**Activity**
Could you show all lines in the entries below that contain the string "params"?

BEGIN Records supplied

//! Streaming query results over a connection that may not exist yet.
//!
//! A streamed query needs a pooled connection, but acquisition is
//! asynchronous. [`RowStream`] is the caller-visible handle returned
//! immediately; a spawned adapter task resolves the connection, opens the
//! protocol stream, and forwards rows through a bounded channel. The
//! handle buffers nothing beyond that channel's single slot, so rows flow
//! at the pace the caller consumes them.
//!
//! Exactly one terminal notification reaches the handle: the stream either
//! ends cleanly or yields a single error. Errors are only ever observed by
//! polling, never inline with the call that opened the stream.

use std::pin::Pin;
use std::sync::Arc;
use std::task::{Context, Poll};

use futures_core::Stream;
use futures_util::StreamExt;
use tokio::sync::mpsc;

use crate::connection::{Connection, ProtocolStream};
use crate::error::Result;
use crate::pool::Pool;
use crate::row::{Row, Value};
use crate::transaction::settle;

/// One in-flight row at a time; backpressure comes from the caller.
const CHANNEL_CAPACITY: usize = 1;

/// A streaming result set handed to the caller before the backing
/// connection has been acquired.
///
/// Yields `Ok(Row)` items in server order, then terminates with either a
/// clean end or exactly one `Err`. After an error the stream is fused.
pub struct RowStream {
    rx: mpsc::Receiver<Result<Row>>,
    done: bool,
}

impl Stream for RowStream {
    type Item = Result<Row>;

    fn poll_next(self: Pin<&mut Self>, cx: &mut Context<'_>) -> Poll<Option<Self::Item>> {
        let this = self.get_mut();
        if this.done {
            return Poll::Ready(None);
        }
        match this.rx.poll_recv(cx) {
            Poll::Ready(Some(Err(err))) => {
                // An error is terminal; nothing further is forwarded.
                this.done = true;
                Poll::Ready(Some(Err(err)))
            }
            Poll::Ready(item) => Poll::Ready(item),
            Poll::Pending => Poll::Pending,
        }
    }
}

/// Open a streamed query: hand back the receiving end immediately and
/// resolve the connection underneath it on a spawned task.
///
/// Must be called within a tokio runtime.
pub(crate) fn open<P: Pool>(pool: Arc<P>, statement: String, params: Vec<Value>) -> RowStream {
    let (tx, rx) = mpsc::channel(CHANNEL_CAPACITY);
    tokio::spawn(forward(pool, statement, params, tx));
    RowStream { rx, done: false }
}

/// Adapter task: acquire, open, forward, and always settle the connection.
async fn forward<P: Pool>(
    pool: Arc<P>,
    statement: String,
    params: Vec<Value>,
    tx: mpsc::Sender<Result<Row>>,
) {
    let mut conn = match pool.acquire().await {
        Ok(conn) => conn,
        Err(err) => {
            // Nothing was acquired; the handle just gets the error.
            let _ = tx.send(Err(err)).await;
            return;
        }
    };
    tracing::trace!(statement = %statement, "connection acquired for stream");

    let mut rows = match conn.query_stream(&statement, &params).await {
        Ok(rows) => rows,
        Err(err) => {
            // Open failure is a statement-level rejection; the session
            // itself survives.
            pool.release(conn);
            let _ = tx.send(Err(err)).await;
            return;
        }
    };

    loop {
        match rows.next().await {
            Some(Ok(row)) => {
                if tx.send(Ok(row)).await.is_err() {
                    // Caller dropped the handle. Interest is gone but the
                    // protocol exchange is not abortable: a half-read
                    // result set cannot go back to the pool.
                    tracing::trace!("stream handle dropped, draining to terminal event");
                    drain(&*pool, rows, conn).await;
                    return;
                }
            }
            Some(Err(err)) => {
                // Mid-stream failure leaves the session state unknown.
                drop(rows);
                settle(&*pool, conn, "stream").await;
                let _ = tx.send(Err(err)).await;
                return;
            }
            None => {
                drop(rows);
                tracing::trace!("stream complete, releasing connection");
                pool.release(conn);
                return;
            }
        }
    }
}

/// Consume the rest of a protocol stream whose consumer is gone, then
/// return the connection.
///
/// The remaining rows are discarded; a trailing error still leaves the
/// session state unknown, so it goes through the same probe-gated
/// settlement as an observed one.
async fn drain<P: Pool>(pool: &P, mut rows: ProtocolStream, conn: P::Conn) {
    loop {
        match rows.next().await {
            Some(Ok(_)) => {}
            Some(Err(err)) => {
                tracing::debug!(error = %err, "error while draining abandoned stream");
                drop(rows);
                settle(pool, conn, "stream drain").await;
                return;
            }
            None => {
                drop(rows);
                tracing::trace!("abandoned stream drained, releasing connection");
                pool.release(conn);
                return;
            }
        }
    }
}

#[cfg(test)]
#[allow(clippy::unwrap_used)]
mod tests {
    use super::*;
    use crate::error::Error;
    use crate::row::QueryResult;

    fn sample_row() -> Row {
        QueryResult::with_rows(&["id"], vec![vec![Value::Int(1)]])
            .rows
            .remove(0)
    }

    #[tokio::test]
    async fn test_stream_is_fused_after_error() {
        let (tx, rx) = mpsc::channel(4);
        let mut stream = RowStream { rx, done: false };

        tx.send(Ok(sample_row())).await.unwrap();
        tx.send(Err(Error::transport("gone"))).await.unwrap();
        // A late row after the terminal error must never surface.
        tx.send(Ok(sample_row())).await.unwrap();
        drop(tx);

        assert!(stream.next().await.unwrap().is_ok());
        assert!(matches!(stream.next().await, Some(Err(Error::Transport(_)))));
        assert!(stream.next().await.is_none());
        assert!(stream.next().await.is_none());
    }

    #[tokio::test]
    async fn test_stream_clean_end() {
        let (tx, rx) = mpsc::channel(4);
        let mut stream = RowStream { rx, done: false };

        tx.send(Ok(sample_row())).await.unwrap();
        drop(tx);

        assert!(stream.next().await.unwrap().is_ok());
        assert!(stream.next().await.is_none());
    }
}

END Records supplied
BEGIN Records supplied

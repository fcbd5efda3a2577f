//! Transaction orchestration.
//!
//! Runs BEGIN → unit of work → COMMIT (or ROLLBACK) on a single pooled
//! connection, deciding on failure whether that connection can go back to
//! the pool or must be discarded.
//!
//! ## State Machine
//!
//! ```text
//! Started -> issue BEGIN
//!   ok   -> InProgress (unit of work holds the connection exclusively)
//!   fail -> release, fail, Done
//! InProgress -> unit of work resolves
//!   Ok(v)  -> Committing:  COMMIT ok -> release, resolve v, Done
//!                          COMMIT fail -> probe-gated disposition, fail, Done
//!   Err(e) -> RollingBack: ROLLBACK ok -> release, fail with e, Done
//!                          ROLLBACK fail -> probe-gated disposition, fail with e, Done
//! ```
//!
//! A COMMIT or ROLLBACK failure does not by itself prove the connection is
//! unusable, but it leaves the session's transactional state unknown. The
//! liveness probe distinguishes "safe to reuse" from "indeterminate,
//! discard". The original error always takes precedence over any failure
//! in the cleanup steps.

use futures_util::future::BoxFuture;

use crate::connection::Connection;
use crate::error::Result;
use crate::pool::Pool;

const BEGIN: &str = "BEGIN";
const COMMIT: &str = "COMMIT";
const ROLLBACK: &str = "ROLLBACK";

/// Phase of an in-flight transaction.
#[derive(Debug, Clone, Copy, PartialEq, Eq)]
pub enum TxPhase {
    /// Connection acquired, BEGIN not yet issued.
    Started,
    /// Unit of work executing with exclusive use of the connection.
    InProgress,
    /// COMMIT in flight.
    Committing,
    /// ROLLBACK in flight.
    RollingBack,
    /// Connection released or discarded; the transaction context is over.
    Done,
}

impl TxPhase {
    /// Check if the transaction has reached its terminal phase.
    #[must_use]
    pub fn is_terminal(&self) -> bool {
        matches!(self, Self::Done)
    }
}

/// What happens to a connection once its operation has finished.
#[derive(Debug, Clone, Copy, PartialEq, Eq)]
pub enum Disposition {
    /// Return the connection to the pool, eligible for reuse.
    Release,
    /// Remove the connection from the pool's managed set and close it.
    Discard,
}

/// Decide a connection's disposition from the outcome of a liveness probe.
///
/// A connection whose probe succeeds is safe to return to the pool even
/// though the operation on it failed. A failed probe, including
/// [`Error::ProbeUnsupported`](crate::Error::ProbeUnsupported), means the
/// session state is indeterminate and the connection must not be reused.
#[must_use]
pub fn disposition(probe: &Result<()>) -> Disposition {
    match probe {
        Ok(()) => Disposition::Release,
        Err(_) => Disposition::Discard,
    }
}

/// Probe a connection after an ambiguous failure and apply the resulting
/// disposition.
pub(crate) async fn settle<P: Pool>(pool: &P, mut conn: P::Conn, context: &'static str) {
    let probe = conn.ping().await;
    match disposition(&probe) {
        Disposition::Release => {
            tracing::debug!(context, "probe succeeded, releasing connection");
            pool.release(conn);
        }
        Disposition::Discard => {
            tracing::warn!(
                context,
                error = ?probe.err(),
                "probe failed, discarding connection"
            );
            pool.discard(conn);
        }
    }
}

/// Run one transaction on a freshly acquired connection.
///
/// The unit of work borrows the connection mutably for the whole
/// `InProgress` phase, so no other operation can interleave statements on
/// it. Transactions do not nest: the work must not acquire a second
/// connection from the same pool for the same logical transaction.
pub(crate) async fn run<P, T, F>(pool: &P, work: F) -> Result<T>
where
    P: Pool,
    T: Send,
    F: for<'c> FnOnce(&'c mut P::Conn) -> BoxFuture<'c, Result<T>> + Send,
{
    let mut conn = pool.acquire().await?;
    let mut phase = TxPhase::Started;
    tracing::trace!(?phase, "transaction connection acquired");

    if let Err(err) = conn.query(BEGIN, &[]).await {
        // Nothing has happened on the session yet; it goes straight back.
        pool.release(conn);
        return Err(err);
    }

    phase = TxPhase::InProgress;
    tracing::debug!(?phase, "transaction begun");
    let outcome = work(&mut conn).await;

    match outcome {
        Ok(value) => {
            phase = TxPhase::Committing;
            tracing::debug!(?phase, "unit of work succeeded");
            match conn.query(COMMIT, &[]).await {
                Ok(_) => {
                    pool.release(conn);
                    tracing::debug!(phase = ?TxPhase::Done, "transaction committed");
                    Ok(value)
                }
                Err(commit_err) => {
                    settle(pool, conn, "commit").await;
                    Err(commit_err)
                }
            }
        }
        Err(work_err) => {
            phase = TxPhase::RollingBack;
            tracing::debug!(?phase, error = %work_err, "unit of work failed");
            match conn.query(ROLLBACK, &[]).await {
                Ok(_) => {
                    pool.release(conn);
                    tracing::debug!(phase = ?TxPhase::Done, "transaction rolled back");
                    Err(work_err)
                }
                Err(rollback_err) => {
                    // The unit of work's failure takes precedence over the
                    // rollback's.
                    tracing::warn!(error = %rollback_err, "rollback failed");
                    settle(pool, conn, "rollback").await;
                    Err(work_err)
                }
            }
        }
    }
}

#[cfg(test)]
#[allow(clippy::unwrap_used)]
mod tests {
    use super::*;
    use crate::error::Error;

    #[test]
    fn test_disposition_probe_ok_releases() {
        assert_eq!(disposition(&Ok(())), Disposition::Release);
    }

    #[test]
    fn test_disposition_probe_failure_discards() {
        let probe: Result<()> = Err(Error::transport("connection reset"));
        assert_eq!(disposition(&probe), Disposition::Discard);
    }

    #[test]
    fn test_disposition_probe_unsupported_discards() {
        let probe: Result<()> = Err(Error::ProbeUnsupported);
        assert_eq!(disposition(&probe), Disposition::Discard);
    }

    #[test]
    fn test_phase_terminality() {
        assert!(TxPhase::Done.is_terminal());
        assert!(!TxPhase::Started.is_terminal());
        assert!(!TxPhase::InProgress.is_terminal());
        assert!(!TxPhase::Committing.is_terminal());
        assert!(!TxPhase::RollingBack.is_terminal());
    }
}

END Records supplied

**Task answer**
pub(crate) fn open<P: Pool>(pool: Arc<P>, statement: String, params: Vec<Value>) -> RowStream {
    tokio::spawn(forward(pool, statement, params, tx));
    params: Vec<Value>,
    let mut rows = match conn.query_stream(&statement, &params).await {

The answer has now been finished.